Another doctor at Harbor General was Mark Mecikalski, who followed the American space program. At lunch in June 1977 he informed Bill, who was now Sims's fiancé, that the National Aeronautics and Space Administration (NASA) was conducting a selection of a new group of astronauts and recruiting doctors. Bill had Sims paged over the hospital loudspeaker system. They both applied, although they agreed that Sims had the better chance, due to her background in chemistry as well as medicine. They had three weeks to assemble the required documents and submit their applications. Sims posted hers the day before the deadline. NASA received 8,079 applications, and chose 208 for further screening. Sims was invited to come to the Johnson Space Center (JSC) in Houston, for a week of interviews, evaluations and examinations, commencing on August 29, 1977.

This was the week when Bill and Sims had planned to marry. They brought their wedding forward, and were married at Wayfarers Chapel in Rancho Palos Verdes, California, on August 23. She changed her surname to Fisher. She was part of the third group of twenty applicants to be interviewed, and the first one that included women. Among the eight women in the group were Rhea Seddon, Shannon Lucid, Nitza Cintron and Millie Hughes-Wiley. In the interview, Sims was asked if she wanted to have children, and she told them of her intention to have children within the next five years. Bill also received a call from NASA, and in November he was one of the ninth group of applicants to be interviewed. This group included Judith Resnik, who worked for Xerox in nearby El Segundo, California, and Resnik and the Fishers became friends.

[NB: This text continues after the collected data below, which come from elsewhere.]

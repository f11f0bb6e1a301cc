//! Error types for menu loading and route resolution

use thiserror::Error;

/// Result type alias for router operations
pub type RouterResult<T> = Result<T, RouterError>;

/// Errors that can occur while loading menus or resolving views
#[derive(Error, Debug)]
pub enum RouterError {
    /// The menu endpoint answered with something other than a node array
    #[error("Malformed menu response: {reason}")]
    MalformedResponse {
        /// What was wrong with the payload
        reason: String,
    },

    /// Network or transport failure while fetching menu data
    #[error("Failed to fetch menu data: {message}")]
    FetchFailure {
        /// Error message
        message: String,
    },

    /// The backend rejected the session
    #[error("Session rejected by backend: {message}")]
    Unauthorized {
        /// Error message
        message: String,
    },

    /// No registered view matches a component reference
    #[error("No view matches component reference {component:?}")]
    ComponentResolution {
        /// Declared component reference
        component: String,
    },

    /// A registered view failed to load
    #[error("Failed to load view {key}: {message}")]
    ViewLoad {
        /// Registry key of the view
        key: String,
        /// Error message
        message: String,
    },

    /// Invalid router configuration
    #[error("Invalid router configuration: {message}")]
    Configuration {
        /// Error message
        message: String,
    },
}

impl RouterError {
    /// Create a malformed response error
    pub fn malformed(reason: impl Into<String>) -> Self {
        Self::MalformedResponse {
            reason: reason.into(),
        }
    }

    /// Create a fetch failure error
    pub fn fetch_failure(message: impl Into<String>) -> Self {
        Self::FetchFailure {
            message: message.into(),
        }
    }

    /// Create an unauthorized error
    pub fn unauthorized(message: impl Into<String>) -> Self {
        Self::Unauthorized {
            message: message.into(),
        }
    }

    /// Create a component resolution error
    pub fn component_resolution(component: impl Into<String>) -> Self {
        Self::ComponentResolution {
            component: component.into(),
        }
    }

    /// Create a view load error
    pub fn view_load(key: impl Into<String>, message: impl Into<String>) -> Self {
        Self::ViewLoad {
            key: key.into(),
            message: message.into(),
        }
    }

    /// Check if a later attempt may succeed
    pub const fn is_retryable(&self) -> bool {
        matches!(self, Self::FetchFailure { .. })
    }

    /// Get error severity level for logging
    pub const fn severity(&self) -> ErrorSeverity {
        match self {
            Self::ComponentResolution { .. } | Self::ViewLoad { .. } => ErrorSeverity::Warning,
            Self::FetchFailure { .. } | Self::Unauthorized { .. } => ErrorSeverity::Error,
            Self::MalformedResponse { .. } | Self::Configuration { .. } => ErrorSeverity::Critical,
        }
    }
}

/// Error severity levels
#[derive(Debug, Clone, Copy, PartialEq, Eq)]
pub enum ErrorSeverity {
    /// Warning - recovered locally
    Warning,
    /// Error - operation failed, navigation falls back
    Error,
    /// Critical - backend contract broken or misconfigured
    Critical,
}

impl From<chai_core::Error> for RouterError {
    fn from(err: chai_core::Error) -> Self {
        match err {
            chai_core::Error::Validation { .. } | chai_core::Error::Serialization(_) => {
                Self::malformed(err.to_string())
            }
            chai_core::Error::Configuration { message } => Self::Configuration { message },
            chai_core::Error::Io(_) | chai_core::Error::Other(_) => {
                Self::fetch_failure(err.to_string())
            }
        }
    }
}

#[cfg(test)]
mod tests {
    use super::*;

    #[test]
    fn test_error_creation() {
        let err = RouterError::malformed("expected an array");
        assert!(matches!(err, RouterError::MalformedResponse { .. }));

        let err = RouterError::component_resolution("system/user");
        assert!(matches!(err, RouterError::ComponentResolution { .. }));
    }

    #[test]
    fn test_error_retryable() {
        assert!(RouterError::fetch_failure("connection reset").is_retryable());
        assert!(!RouterError::malformed("null").is_retryable());
        assert!(!RouterError::unauthorized("token expired").is_retryable());
    }

    #[test]
    fn test_error_severity() {
        assert_eq!(
            RouterError::view_load("error/404View", "boom").severity(),
            ErrorSeverity::Warning
        );
        assert_eq!(
            RouterError::fetch_failure("timeout").severity(),
            ErrorSeverity::Error
        );
        assert_eq!(
            RouterError::malformed("object").severity(),
            ErrorSeverity::Critical
        );
    }

    #[test]
    fn test_core_validation_maps_to_malformed() {
        let core = chai_core::Error::validation("response", "expected an array");
        let err = RouterError::from(core);

        assert!(matches!(err, RouterError::MalformedResponse { .. }));
        assert!(err.to_string().contains("expected an array"));
    }

    #[test]
    fn test_error_display() {
        let err = RouterError::component_resolution("system/missing");
        assert_eq!(
            err.to_string(),
            "No view matches component reference \"system/missing\""
        );
    }
}
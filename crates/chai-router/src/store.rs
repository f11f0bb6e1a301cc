//! Menu/route store
//!
//! Holds the single in-memory copy of the loaded permission nodes together
//! with the menu tree and route list derived from them. All mutation goes
//! through [`MenuStore::load_menu_data`] and [`MenuStore::clear`]; readers get
//! shared snapshots.

use crate::error::{RouterError, RouterResult};
use crate::path::normalize_route_path;
use crate::route::{RouteDefinition, RouteMaterializer};
use crate::service::MenuService;
use crate::tree::{BuildOptions, PermissionTreeNode, build_tree, home_node};
use crate::view::{ComponentResolver, ViewRegistry};
use chai_core::types::parse_permission_nodes;
use chai_core::{MenuType, NodeId, PermissionNode, RouterConfig};
use indexmap::IndexMap;
use parking_lot::RwLock;
use serde::Serialize;
use std::collections::HashSet;
use std::sync::Arc;
use std::sync::atomic::{AtomicBool, AtomicU64, Ordering};
use tracing::{debug, error, info, instrument, warn};

#[derive(Debug, Default)]
struct MenuState {
    nodes: Arc<Vec<PermissionNode>>,
    index: IndexMap<NodeId, usize>,
    tree: Arc<Vec<PermissionTreeNode>>,
    routes: Arc<Vec<RouteDefinition>>,
    loaded: bool,
    last_error: Option<String>,
}

/// Point-in-time view of the store state
#[derive(Debug, Clone, PartialEq, Eq, Serialize)]
#[serde(rename_all = "camelCase")]
pub struct MenuSnapshot {
    /// Menu data has been loaded
    pub loaded: bool,
    /// A load is in flight
    pub loading: bool,
    /// Number of raw permission nodes
    pub node_count: usize,
    /// Number of top-level dynamic routes
    pub route_count: usize,
    /// Message of the last failed load
    #[serde(skip_serializing_if = "Option::is_none")]
    pub last_error: Option<String>,
}

/// Clears the loading flag however the load exits
struct LoadingFlag<'a>(&'a AtomicBool);

impl<'a> LoadingFlag<'a> {
    fn raise(flag: &'a AtomicBool) -> Self {
        flag.store(true, Ordering::Release);
        Self(flag)
    }
}

impl Drop for LoadingFlag<'_> {
    fn drop(&mut self) {
        self.0.store(false, Ordering::Release);
    }
}

/// Owner of loaded menu data and everything derived from it
pub struct MenuStore {
    service: Arc<dyn MenuService>,
    materializer: RouteMaterializer,
    build_options: BuildOptions,
    home: PermissionTreeNode,
    state: RwLock<MenuState>,
    loading: AtomicBool,
    generation: AtomicU64,
    load_latch: tokio::sync::Mutex<()>,
}

impl std::fmt::Debug for MenuStore {
    fn fmt(&self, f: &mut std::fmt::Formatter<'_>) -> std::fmt::Result {
        f.debug_struct("MenuStore")
            .field("service", &self.service.name())
            .field("snapshot", &self.snapshot())
            .finish_non_exhaustive()
    }
}

impl MenuStore {
    /// Create an empty store
    pub fn new(service: Arc<dyn MenuService>, registry: ViewRegistry, config: &RouterConfig) -> Self {
        let resolver = Arc::new(ComponentResolver::new(registry, &config.not_found_view));
        Self {
            service,
            materializer: RouteMaterializer::new(resolver),
            build_options: BuildOptions::default().max_depth(config.max_depth),
            home: home_node(config),
            state: RwLock::new(MenuState::default()),
            loading: AtomicBool::new(false),
            generation: AtomicU64::new(0),
            load_latch: tokio::sync::Mutex::new(()),
        }
    }

    /// Override the options used to build the menu tree
    #[must_use]
    pub const fn with_build_options(mut self, options: BuildOptions) -> Self {
        self.build_options = options;
        self
    }

    /// Load menu data once per session
    ///
    /// Without `force_refresh` this returns the stored routes when data is
    /// already loaded. Concurrent callers wait for the in-flight load instead
    /// of fetching again.
    ///
    /// # Errors
    ///
    /// Returns the fetch error, or `MalformedResponse` when the payload is not
    /// an array of permission nodes. A load overtaken by [`MenuStore::clear`]
    /// fails with a retryable `FetchFailure`. The error message is kept for
    /// [`MenuStore::last_error`].
    #[instrument(skip(self), fields(service = %self.service.name()))]
    pub async fn load_menu_data(&self, force_refresh: bool) -> RouterResult<Arc<Vec<RouteDefinition>>> {
        if !force_refresh && self.is_loaded() {
            debug!("menu data already loaded");
            return Ok(self.dynamic_routes());
        }

        let _latch = self.load_latch.lock().await;
        if !force_refresh && self.is_loaded() {
            debug!("menu data loaded by concurrent caller");
            return Ok(self.dynamic_routes());
        }

        let generation = self.generation.load(Ordering::Acquire);
        let _loading = LoadingFlag::raise(&self.loading);
        self.state.write().last_error = None;
        info!("loading menu data");

        match self.fetch_nodes().await {
            Ok(nodes) => {
                let tree = build_tree(&nodes, &self.build_options);
                let routes = Arc::new(self.materializer.transform(&nodes));

                let mut state = self.state.write();
                if self.generation.load(Ordering::Acquire) != generation {
                    warn!("menu store cleared during load, discarding result");
                    return Err(RouterError::fetch_failure("menu store cleared during load"));
                }

                let mut index = IndexMap::with_capacity(nodes.len());
                for (position, node) in nodes.iter().enumerate() {
                    index.entry(node.id.clone()).or_insert(position);
                }
                info!(nodes = nodes.len(), routes = routes.len(), "menu data loaded");

                state.nodes = Arc::new(nodes);
                state.index = index;
                state.tree = Arc::new(tree);
                state.routes = Arc::clone(&routes);
                state.loaded = true;
                Ok(routes)
            }
            Err(err) => {
                error!(error = %err, retryable = err.is_retryable(), "failed to load menu data");
                if self.generation.load(Ordering::Acquire) == generation {
                    self.state.write().last_error = Some(err.to_string());
                }
                Err(err)
            }
        }
    }

    async fn fetch_nodes(&self) -> RouterResult<Vec<PermissionNode>> {
        let payload = self.service.fetch_menu().await?;
        Ok(parse_permission_nodes(payload)?)
    }

    /// Reset to the initial empty state and drop cached view resolutions
    pub fn clear(&self) {
        self.generation.fetch_add(1, Ordering::AcqRel);
        *self.state.write() = MenuState::default();
        self.materializer.reset_caches();
        info!("menu store cleared");
    }

    /// Counter bumped by every [`MenuStore::clear`]
    ///
    /// Callers holding results across an await compare it to detect a logout
    /// in between.
    pub fn generation(&self) -> u64 {
        self.generation.load(Ordering::Acquire)
    }

    /// Materialized routes, empty before the first load
    pub fn dynamic_routes(&self) -> Arc<Vec<RouteDefinition>> {
        Arc::clone(&self.state.read().routes)
    }

    /// Navigation tree with the home entry first
    pub fn menu_tree(&self) -> Vec<PermissionTreeNode> {
        let state = self.state.read();
        std::iter::once(self.home.clone())
            .chain(state.tree.iter().cloned())
            .collect()
    }

    /// Loaded permission nodes in backend order
    pub fn raw_nodes(&self) -> Arc<Vec<PermissionNode>> {
        Arc::clone(&self.state.read().nodes)
    }

    /// Whether menu data has been loaded
    pub fn is_loaded(&self) -> bool {
        self.state.read().loaded
    }

    /// Whether a load is in flight
    pub fn is_loading(&self) -> bool {
        self.loading.load(Ordering::Acquire)
    }

    /// Message of the last failed load
    pub fn last_error(&self) -> Option<String> {
        self.state.read().last_error.clone()
    }

    /// Current state summary
    pub fn snapshot(&self) -> MenuSnapshot {
        let state = self.state.read();
        MenuSnapshot {
            loaded: state.loaded,
            loading: self.is_loading(),
            node_count: state.nodes.len(),
            route_count: state.routes.len(),
            last_error: state.last_error.clone(),
        }
    }

    /// Find a node by route path
    pub fn find_by_path(&self, path: &str) -> Option<PermissionNode> {
        let target = normalize_route_path(path);
        self.state
            .read()
            .nodes
            .iter()
            .find(|node| normalize_route_path(&node.path) == target)
            .cloned()
    }

    /// Find a node by identifier
    pub fn find_by_id(&self, id: &NodeId) -> Option<PermissionNode> {
        let state = self.state.read();
        state
            .index
            .get(id)
            .and_then(|&position| state.nodes.get(position))
            .cloned()
    }

    /// Ancestry of the node at `path`, root first
    ///
    /// Empty when no node matches. The walk stops at a missing parent or a
    /// parent cycle.
    pub fn get_breadcrumb(&self, path: &str) -> Vec<PermissionNode> {
        let Some(mut current) = self.find_by_path(path) else {
            return Vec::new();
        };

        let mut seen = HashSet::new();
        let mut trail = Vec::new();
        loop {
            if !seen.insert(current.id.clone()) {
                break;
            }
            let parent = current
                .parent_id
                .as_ref()
                .and_then(|parent| self.find_by_id(parent));
            trail.push(current);
            match parent {
                Some(parent) => current = parent,
                None => break,
            }
        }
        trail.reverse();
        trail
    }

    /// Path of the first menu node in backend order
    pub fn get_first_visible_route(&self) -> Option<String> {
        self.state
            .read()
            .nodes
            .iter()
            .find(|node| node.menu_type == MenuType::Menu)
            .map(|node| normalize_route_path(&node.path))
    }
}
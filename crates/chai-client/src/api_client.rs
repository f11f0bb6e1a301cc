//! HTTP client for the backend menu endpoint

use async_trait::async_trait;
use chai_core::config::ApiConfig;
use chai_router::{MenuService, RouterError, RouterResult};
use reqwest::{Client, StatusCode};
use serde::Deserialize;
use std::time::Duration;

/// Envelope code for success
const CODE_OK: i64 = 200;
/// Envelope code for a rejected session
const CODE_UNAUTHORIZED: i64 = 401;

/// Response envelope wrapping every backend payload
#[derive(Debug, Clone, Deserialize)]
pub struct ApiEnvelope {
    /// Business status code
    pub code: i64,
    /// Human readable message
    #[serde(default)]
    pub message: Option<String>,
    /// Payload
    #[serde(default)]
    pub data: Option<serde_json::Value>,
}

impl ApiEnvelope {
    /// Unwrap the payload according to the envelope code
    ///
    /// A successful envelope without `data` yields JSON `null`, which the menu
    /// store rejects as malformed.
    ///
    /// # Errors
    ///
    /// Returns `Unauthorized` for code 401 and `FetchFailure` for any other
    /// non-success code.
    pub fn into_data(self) -> RouterResult<serde_json::Value> {
        let message = self.message.unwrap_or_default();
        match self.code {
            CODE_OK => Ok(self.data.unwrap_or(serde_json::Value::Null)),
            CODE_UNAUTHORIZED => Err(RouterError::unauthorized(message)),
            code => Err(RouterError::fetch_failure(format!(
                "backend returned code {code}: {message}"
            ))),
        }
    }
}

/// Menu service backed by the console API
#[derive(Debug, Clone)]
pub struct HttpMenuService {
    client: Client,
    url: String,
    token: Option<String>,
}

impl HttpMenuService {
    /// Create a service for `endpoint` under `base_url`
    ///
    /// # Errors
    ///
    /// Returns a configuration error if the HTTP client cannot be built.
    pub fn new(base_url: &str, endpoint: &str, timeout: Duration) -> RouterResult<Self> {
        let client = Client::builder().timeout(timeout).build().map_err(|e| {
            RouterError::Configuration {
                message: format!("failed to build HTTP client: {e}"),
            }
        })?;

        Ok(Self {
            client,
            url: join_url(base_url, endpoint),
            token: None,
        })
    }

    /// Create a service from the API section of the console configuration
    ///
    /// # Errors
    ///
    /// Returns a configuration error if the HTTP client cannot be built.
    pub fn from_config(api: &ApiConfig) -> RouterResult<Self> {
        let service = Self::new(
            &api.base_url,
            &api.menu_endpoint,
            Duration::from_secs(api.timeout_secs),
        )?;
        Ok(match &api.token {
            Some(token) => service.with_token(token.clone()),
            None => service,
        })
    }

    /// Send `Authorization: Bearer <token>` with every request
    #[must_use]
    pub fn with_token(mut self, token: impl Into<String>) -> Self {
        self.token = Some(token.into());
        self
    }

    /// Full endpoint URL
    #[must_use]
    pub fn url(&self) -> &str {
        &self.url
    }
}

#[async_trait]
impl MenuService for HttpMenuService {
    async fn fetch_menu(&self) -> RouterResult<serde_json::Value> {
        let mut request = self.client.get(&self.url);
        if let Some(ref token) = self.token {
            request = request.bearer_auth(token);
        }

        tracing::debug!(url = %self.url, "fetching menu");
        let response = request
            .send()
            .await
            .map_err(|e| RouterError::fetch_failure(format!("request to {} failed: {e}", self.url)))?;

        let status = response.status();
        if status == StatusCode::UNAUTHORIZED {
            return Err(RouterError::unauthorized(format!(
                "{} returned {status}",
                self.url
            )));
        }
        if !status.is_success() {
            return Err(RouterError::fetch_failure(format!(
                "{} returned {status}",
                self.url
            )));
        }

        let envelope: ApiEnvelope = response
            .json()
            .await
            .map_err(|e| RouterError::malformed(format!("invalid response envelope: {e}")))?;
        envelope.into_data()
    }

    fn name(&self) -> &str {
        "http"
    }
}

fn join_url(base_url: &str, endpoint: &str) -> String {
    format!(
        "{}/{}",
        base_url.trim_end_matches('/'),
        endpoint.trim_start_matches('/')
    )
}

In January 1978, Fisher received a call from George Abbey informing her that she had been selected as part of NASA Astronaut Group 8, and would commence on July 5. At the same time, he informed Bill that he had not been selected. Bill was the only unsuccessful applicant to be told of his rejection by Abbey; the job of informing unsuccessful candidates was normally delegated. Fisher was interviewed on television by Connie Chung. That night Bill took Fisher and Resnik, who had also been selected, out to dinner to celebrate. Bill and Fisher moved to Houston, where they bought a house in Clear Lake City. The new job involved a considerable pay cut; from earning about $50,000 per year as a surgical resident, she dropped down to a government salary of around $23,000 a year. "It didn't matter what the pay was", she told People magazine. "To be an astronaut, I was willing to pay them."

===Training===
Group 8's name for itself was "TFNG". The abbreviation was deliberately ambiguous; for public purposes, it stood for "Thirty-Five New Guys", but within the group itself, it was known to stand for the military phrase, "the fucking new guy", used to denote newcomers to a military unit. Officially, they were astronaut candidates; they would not become fully-fledged astronauts until their training was complete. Much of the first eight months of their training was in the classroom. Because there were so many of them, the TFNGs did not fit easily into the existing classrooms, so they were split into two groups, red and blue, led by Rick Hauck and John Fabian respectively. Fisher was placed in the blue group. Water survival training was conducted with the 3613th Combat Crew Training Squadron at Homestead Air Force Base in Florida and parasail training at Vance Air Force Base in Oklahoma.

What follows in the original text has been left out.